**Task directions**
Below are records to write out again, exactly as they read.
[[ Data under study, beginning ]]
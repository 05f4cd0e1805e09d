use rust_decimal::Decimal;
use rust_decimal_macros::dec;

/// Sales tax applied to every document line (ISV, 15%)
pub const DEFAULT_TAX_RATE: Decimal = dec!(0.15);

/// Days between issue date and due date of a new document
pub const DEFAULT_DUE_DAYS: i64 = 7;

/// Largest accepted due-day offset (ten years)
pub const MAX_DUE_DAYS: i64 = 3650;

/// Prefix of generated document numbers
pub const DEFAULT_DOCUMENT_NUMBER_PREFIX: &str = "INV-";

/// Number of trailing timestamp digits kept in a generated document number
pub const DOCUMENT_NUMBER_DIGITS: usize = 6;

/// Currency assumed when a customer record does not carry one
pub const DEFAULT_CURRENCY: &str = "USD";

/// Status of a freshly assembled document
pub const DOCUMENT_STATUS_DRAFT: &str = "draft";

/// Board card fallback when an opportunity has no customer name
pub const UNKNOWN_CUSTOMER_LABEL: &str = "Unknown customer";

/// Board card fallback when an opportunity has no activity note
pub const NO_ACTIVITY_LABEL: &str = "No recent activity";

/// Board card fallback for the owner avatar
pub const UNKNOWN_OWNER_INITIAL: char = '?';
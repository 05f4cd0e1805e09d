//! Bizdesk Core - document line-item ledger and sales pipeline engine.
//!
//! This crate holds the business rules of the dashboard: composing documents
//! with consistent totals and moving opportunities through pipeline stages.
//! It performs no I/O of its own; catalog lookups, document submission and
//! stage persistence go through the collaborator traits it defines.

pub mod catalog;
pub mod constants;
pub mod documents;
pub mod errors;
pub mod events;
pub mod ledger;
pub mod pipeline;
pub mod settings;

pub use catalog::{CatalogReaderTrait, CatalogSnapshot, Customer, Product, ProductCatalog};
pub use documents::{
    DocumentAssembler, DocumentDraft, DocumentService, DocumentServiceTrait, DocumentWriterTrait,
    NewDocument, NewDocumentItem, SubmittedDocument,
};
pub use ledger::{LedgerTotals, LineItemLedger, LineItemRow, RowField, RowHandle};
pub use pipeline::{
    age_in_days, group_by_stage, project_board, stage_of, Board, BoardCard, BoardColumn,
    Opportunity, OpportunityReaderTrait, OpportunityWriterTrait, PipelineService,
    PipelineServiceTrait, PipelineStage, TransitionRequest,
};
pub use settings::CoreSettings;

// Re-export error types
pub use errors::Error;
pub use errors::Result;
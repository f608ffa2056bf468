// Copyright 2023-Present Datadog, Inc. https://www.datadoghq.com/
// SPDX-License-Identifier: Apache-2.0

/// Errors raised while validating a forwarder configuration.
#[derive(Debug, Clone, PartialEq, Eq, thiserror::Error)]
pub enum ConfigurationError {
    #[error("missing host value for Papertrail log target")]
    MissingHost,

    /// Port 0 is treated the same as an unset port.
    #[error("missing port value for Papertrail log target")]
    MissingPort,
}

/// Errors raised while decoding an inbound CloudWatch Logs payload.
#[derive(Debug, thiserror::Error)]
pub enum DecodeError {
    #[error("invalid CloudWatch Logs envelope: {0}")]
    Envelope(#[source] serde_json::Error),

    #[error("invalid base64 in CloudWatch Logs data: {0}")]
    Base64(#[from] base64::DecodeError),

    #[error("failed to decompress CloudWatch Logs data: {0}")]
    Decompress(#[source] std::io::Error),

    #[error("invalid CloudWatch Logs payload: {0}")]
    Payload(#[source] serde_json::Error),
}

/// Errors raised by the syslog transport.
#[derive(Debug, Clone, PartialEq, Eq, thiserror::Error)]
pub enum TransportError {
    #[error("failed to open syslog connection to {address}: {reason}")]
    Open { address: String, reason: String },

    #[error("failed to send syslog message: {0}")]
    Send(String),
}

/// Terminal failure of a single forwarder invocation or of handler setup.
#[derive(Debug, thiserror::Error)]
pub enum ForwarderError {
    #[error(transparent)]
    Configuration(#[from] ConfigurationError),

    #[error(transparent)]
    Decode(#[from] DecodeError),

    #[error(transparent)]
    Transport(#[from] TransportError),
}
[[ Data under study, end ]]
**Response box**
repository 05f4cd0e1805e09d
use rust_decimal::Decimal;
use rust_decimal_macros::dec;

/// Sales tax applied to every document line (ISV, 15%)
pub const DEFAULT_TAX_RATE: Decimal = dec!(0.15);

/// Days between issue date and due date of a new document
pub const DEFAULT_DUE_DAYS: i64 = 7;

/// Largest accepted due-day offset (ten years)
pub const MAX_DUE_DAYS: i64 = 3650;

/// Prefix of generated document numbers
pub const DEFAULT_DOCUMENT_NUMBER_PREFIX: &str = "INV-";

/// Number of trailing timestamp digits kept in a generated document number
pub const DOCUMENT_NUMBER_DIGITS: usize = 6;

/// Currency assumed when a customer record does not carry one
pub const DEFAULT_CURRENCY: &str = "USD";

/// Status of a freshly assembled document
pub const DOCUMENT_STATUS_DRAFT: &str = "draft";

/// Board card fallback when an opportunity has no customer name
pub const UNKNOWN_CUSTOMER_LABEL: &str = "Unknown customer";

/// Board card fallback when an opportunity has no activity note
pub const NO_ACTIVITY_LABEL: &str = "No recent activity";

/// Board card fallback for the owner avatar
pub const UNKNOWN_OWNER_INITIAL: char = '?';
repository 05f4cd0e1805e09d
//! Bizdesk Core - document line-item ledger and sales pipeline engine.
//!
//! This crate holds the business rules of the dashboard: composing documents
//! with consistent totals and moving opportunities through pipeline stages.
//! It performs no I/O of its own; catalog lookups, document submission and
//! stage persistence go through the collaborator traits it defines.

pub mod catalog;
pub mod constants;
pub mod documents;
pub mod errors;
pub mod events;
pub mod ledger;
pub mod pipeline;
pub mod settings;

pub use catalog::{CatalogReaderTrait, CatalogSnapshot, Customer, Product, ProductCatalog};
pub use documents::{
    DocumentAssembler, DocumentDraft, DocumentService, DocumentServiceTrait, DocumentWriterTrait,
    NewDocument, NewDocumentItem, SubmittedDocument,
};
pub use ledger::{LedgerTotals, LineItemLedger, LineItemRow, RowField, RowHandle};
pub use pipeline::{
    age_in_days, group_by_stage, project_board, stage_of, Board, BoardCard, BoardColumn,
    Opportunity, OpportunityReaderTrait, OpportunityWriterTrait, PipelineService,
    PipelineServiceTrait, PipelineStage, TransitionRequest,
};
pub use settings::CoreSettings;

// Re-export error types
pub use errors::Error;
pub use errors::Result;
repository f608ffa2056bf468
// Copyright 2023-Present Datadog, Inc. https://www.datadoghq.com/
// SPDX-License-Identifier: Apache-2.0

/// Errors raised while validating a forwarder configuration.
#[derive(Debug, Clone, PartialEq, Eq, thiserror::Error)]
pub enum ConfigurationError {
    #[error("missing host value for Papertrail log target")]
    MissingHost,

    /// Port 0 is treated the same as an unset port.
    #[error("missing port value for Papertrail log target")]
    MissingPort,
}

/// Errors raised while decoding an inbound CloudWatch Logs payload.
#[derive(Debug, thiserror::Error)]
pub enum DecodeError {
    #[error("invalid CloudWatch Logs envelope: {0}")]
    Envelope(#[source] serde_json::Error),

    #[error("invalid base64 in CloudWatch Logs data: {0}")]
    Base64(#[from] base64::DecodeError),

    #[error("failed to decompress CloudWatch Logs data: {0}")]
    Decompress(#[source] std::io::Error),

    #[error("invalid CloudWatch Logs payload: {0}")]
    Payload(#[source] serde_json::Error),
}

/// Errors raised by the syslog transport.
#[derive(Debug, Clone, PartialEq, Eq, thiserror::Error)]
pub enum TransportError {
    #[error("failed to open syslog connection to {address}: {reason}")]
    Open { address: String, reason: String },

    #[error("failed to send syslog message: {0}")]
    Send(String),
}

/// Terminal failure of a single forwarder invocation or of handler setup.
#[derive(Debug, thiserror::Error)]
pub enum ForwarderError {
    #[error(transparent)]
    Configuration(#[from] ConfigurationError),

    #[error(transparent)]
    Decode(#[from] DecodeError),

    #[error(transparent)]
    Transport(#[from] TransportError),
}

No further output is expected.